• REQUIRED ACTION: Search the records for lines that contain the word "into". Copy them all.

Collected data entries:
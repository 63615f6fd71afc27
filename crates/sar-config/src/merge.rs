//! Configuration merging.
//!
//! Merges multiple `RawConfig` files into a single `Config`, applying precedence rules,
//! then validates the result.

use std::path::PathBuf;

use crate::{
    Config, ConfigError, ExtractSettings, FieldSettings, RenderSettings,
    parse::{RawConfig, RawExtractSettings, RawFieldSettings, RawRenderSettings},
};

/// A parsed config file with its source path.
pub struct ParsedConfig {
    /// Path to the config file.
    pub path: PathBuf,
    /// Parsed raw configuration.
    pub config: RawConfig,
}

/// Merges multiple configuration files into a single validated `Config`.
///
/// Configs should be provided in precedence order: highest precedence first (closest to
/// the working directory), lowest precedence last (global config). Every setting takes
/// its first defined value; lists are replaced, not concatenated.
pub fn merge_configs(configs: &[ParsedConfig]) -> Result<Config, ConfigError> {
    let mut config = Config::default();

    // Lowest precedence first so higher precedence overwrites.
    for parsed in configs.iter().rev() {
        if let Some(ref raw) = parsed.config.extract {
            apply_raw_extract(&mut config.extract, raw);
        }
        if let Some(ref raw) = parsed.config.fields {
            apply_raw_fields(&mut config.fields, raw);
        }
        if let Some(ref raw) = parsed.config.render {
            apply_raw_render(&mut config.render, raw);
        }
    }

    config.config_root = configs
        .first()
        .and_then(|c| c.path.parent())
        .map(|p| p.to_path_buf());

    config.validate()?;
    Ok(config)
}

/// Applies raw extraction settings, overwriting any present values.
fn apply_raw_extract(result: &mut ExtractSettings, raw: &RawExtractSettings) {
    if let Some(v) = raw.short_field_limit {
        result.short_field_limit = v;
    }
    if let Some(ref v) = raw.verbatim_fields {
        result.verbatim_fields = v.clone();
    }
    if let Some(ref v) = raw.tags {
        result.tags = v.iter().map(|tag| tag.to_ascii_lowercase()).collect();
    }
}

/// Applies raw field classification settings.
fn apply_raw_fields(result: &mut FieldSettings, raw: &RawFieldSettings) {
    if let Some(ref v) = raw.core {
        result.core = v.clone();
    }
    if let Some(ref v) = raw.custom_prefix {
        result.custom_prefix = v.clone();
    }
    if let Some(ref v) = raw.text_type_prefix {
        result.text_type_prefix = v.clone();
    }
}

/// Applies raw rendering settings.
fn apply_raw_render(result: &mut RenderSettings, raw: &RawRenderSettings) {
    if let Some(ref v) = raw.separator {
        result.separator = v.clone();
    }
}

#[cfg(test)]
mod tests {
    use std::path::Path;

    use super::*;
    use crate::parse::parse_config_str;

    /// Parses `content` as if it were read from `path`.
    fn parsed(path: &str, content: &str) -> ParsedConfig {
        ParsedConfig {
            path: PathBuf::from(path),
            config: parse_config_str(content, Path::new(path)).unwrap(),
        }
    }

    #[test]
    fn test_empty_list_gives_defaults() {
        let config = merge_configs(&[]).unwrap();
        assert_eq!(config.extract.short_field_limit, 255);
        assert!(config.config_root.is_none());
    }

    #[test]
    fn test_closest_wins() {
        let configs = [
            parsed("/proj/.sar.toml", "[extract]\nshort_field_limit = 100\n"),
            parsed(
                "/home/.sar.toml",
                "[extract]\nshort_field_limit = 500\ntags = [\"p\"]\n",
            ),
        ];
        let config = merge_configs(&configs).unwrap();
        assert_eq!(config.extract.short_field_limit, 100);
        assert_eq!(config.extract.tags, vec!["p"]);
        assert_eq!(config.config_root, Some(PathBuf::from("/proj")));
    }

    #[test]
    fn test_tags_lowercased() {
        let configs = [parsed("/p/.sar.toml", "[extract]\ntags = [\"LI\", \"H2\"]\n")];
        let config = merge_configs(&configs).unwrap();
        assert_eq!(config.extract.tags, vec!["li", "h2"]);
    }

    #[test]
    fn test_fields_and_render() {
        let configs = [parsed(
            "/p/.sar.toml",
            "[fields]\ncore = [\"title\"]\ntext_type_prefix = \"string\"\n\n[render]\nseparator = \" / \"\n",
        )];
        let config = merge_configs(&configs).unwrap();
        assert_eq!(config.fields.core, vec!["title"]);
        assert_eq!(config.fields.custom_prefix, "field_");
        assert_eq!(config.fields.text_type_prefix, "string");
        assert_eq!(config.render.separator, " / ");
    }

    #[test]
    fn test_invalid_merge_is_rejected() {
        let configs = [parsed("/p/.sar.toml", "[extract]\ntags = []\n")];
        let err = merge_configs(&configs).unwrap_err();
        assert!(matches!(
            err,
            ConfigError::InvalidSetting {
                key: "extract.tags",
                ..
            }
        ));
    }
}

• ANSWER SPACE:
//! Merges multiple `RawConfig` files into a single `Config`, applying precedence rules,
/// Merges multiple configuration files into a single validated `Config`.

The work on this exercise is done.